• [RECORD EXTRACTS]:
··········
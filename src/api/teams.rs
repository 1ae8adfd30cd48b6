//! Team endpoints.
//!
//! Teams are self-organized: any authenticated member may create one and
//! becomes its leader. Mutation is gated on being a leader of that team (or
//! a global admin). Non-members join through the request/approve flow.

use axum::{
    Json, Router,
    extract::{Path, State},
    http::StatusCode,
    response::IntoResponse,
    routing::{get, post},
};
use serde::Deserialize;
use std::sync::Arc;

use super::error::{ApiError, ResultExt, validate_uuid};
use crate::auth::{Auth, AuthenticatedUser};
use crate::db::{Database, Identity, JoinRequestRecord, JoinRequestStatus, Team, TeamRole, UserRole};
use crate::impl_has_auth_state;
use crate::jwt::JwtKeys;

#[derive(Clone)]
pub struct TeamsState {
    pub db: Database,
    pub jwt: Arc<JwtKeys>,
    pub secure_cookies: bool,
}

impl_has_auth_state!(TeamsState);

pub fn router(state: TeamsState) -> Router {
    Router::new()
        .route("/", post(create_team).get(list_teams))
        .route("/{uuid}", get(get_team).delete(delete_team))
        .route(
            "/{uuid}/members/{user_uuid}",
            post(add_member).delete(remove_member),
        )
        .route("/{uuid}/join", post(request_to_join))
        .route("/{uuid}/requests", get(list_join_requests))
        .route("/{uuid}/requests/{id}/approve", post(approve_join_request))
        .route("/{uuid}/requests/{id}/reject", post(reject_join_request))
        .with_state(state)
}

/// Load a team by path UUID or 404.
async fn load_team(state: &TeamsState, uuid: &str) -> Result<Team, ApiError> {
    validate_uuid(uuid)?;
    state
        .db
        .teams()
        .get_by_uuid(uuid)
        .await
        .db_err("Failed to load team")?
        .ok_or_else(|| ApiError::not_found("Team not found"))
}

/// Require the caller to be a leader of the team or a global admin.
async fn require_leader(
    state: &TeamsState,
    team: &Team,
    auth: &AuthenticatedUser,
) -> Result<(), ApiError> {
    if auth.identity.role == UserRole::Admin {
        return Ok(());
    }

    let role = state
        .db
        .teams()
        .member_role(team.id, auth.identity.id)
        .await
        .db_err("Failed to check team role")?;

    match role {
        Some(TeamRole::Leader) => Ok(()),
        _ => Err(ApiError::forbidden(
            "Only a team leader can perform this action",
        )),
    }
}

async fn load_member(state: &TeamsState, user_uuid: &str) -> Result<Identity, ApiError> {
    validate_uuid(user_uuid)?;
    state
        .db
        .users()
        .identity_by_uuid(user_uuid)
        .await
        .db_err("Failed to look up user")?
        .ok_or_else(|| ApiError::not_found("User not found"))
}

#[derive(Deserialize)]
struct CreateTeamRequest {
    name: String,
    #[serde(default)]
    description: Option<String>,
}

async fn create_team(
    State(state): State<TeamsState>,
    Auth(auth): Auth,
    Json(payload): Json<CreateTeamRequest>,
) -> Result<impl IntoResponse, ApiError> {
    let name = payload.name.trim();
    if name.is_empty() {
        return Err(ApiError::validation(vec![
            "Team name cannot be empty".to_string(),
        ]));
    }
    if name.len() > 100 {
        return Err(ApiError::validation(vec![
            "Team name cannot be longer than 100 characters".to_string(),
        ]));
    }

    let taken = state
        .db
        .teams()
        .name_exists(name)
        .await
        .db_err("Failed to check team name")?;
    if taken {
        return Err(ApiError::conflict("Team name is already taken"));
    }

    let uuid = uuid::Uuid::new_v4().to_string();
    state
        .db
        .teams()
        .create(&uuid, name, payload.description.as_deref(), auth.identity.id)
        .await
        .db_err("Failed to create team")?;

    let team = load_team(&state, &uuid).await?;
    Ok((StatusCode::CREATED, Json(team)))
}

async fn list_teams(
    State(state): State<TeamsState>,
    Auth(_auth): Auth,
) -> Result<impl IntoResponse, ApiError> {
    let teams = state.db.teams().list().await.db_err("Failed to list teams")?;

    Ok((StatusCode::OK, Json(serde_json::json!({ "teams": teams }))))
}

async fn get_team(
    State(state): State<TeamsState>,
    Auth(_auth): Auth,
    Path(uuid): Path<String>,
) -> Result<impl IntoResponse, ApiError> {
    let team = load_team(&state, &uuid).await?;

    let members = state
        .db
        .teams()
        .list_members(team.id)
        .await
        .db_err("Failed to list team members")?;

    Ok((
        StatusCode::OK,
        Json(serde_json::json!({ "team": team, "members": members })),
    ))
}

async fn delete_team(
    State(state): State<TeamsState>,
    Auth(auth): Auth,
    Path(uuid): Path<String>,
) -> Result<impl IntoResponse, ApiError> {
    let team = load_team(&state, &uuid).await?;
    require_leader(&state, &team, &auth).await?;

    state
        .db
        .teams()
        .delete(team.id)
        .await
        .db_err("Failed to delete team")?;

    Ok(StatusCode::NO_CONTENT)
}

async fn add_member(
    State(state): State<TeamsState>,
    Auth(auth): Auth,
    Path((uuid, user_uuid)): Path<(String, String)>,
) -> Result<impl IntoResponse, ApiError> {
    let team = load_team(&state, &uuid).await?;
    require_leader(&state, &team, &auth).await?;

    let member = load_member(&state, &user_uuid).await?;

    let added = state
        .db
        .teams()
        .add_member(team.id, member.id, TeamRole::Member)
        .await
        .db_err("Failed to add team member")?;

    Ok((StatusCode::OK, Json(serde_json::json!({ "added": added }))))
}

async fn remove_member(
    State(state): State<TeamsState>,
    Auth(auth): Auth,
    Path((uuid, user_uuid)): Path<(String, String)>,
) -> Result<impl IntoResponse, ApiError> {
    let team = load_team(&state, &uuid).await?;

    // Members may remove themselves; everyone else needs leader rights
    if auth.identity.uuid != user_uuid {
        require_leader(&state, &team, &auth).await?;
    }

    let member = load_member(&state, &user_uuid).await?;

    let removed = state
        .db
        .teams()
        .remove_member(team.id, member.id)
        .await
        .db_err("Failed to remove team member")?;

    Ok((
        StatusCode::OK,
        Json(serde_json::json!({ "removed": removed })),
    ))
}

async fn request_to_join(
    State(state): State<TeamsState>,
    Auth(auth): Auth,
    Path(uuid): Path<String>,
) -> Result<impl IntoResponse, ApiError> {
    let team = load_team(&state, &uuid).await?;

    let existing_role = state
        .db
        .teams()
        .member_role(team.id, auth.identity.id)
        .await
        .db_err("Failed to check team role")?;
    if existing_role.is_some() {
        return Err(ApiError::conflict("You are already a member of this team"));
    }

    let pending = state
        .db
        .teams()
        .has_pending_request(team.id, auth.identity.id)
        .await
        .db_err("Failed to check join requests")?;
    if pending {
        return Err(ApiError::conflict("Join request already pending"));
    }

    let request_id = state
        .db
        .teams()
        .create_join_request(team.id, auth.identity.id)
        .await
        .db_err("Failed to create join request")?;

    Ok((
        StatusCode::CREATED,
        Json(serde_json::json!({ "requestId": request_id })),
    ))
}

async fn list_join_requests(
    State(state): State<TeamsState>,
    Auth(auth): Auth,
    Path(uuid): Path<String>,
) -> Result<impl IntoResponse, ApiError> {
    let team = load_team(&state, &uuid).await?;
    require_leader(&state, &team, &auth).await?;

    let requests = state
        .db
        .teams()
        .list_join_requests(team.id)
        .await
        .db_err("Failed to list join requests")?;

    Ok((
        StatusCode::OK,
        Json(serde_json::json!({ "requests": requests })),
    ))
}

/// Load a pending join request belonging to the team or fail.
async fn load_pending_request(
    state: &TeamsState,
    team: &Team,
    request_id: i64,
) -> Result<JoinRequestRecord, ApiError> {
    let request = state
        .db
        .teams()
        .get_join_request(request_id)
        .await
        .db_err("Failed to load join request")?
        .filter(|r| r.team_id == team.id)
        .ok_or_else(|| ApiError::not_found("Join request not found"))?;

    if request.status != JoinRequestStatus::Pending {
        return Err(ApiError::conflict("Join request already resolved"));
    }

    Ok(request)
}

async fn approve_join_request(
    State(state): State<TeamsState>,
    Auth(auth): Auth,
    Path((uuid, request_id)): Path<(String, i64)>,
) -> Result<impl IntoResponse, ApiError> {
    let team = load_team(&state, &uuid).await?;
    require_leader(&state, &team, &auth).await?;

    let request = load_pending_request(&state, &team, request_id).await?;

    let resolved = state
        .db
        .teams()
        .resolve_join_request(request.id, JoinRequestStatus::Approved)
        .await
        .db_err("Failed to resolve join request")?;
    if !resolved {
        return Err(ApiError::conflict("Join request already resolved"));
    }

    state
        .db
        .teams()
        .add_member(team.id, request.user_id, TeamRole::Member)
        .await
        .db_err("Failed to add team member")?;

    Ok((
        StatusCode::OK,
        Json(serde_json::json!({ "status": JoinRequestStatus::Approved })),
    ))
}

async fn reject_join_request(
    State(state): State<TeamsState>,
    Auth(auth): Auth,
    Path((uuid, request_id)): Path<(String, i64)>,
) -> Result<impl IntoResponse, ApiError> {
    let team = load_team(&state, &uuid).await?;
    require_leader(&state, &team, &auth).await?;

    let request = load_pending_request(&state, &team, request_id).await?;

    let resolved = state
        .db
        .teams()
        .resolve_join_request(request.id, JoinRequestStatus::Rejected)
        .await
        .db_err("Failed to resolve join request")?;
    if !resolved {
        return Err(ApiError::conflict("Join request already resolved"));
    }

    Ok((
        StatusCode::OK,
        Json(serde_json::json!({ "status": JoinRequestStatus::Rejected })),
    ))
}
··········
• [WHAT YOU ARE ASKED TO DO]:
What is the number of lines in the listing that include the word "Database"? Give that number and nothing else.

• [ANSWER SECTION]:
2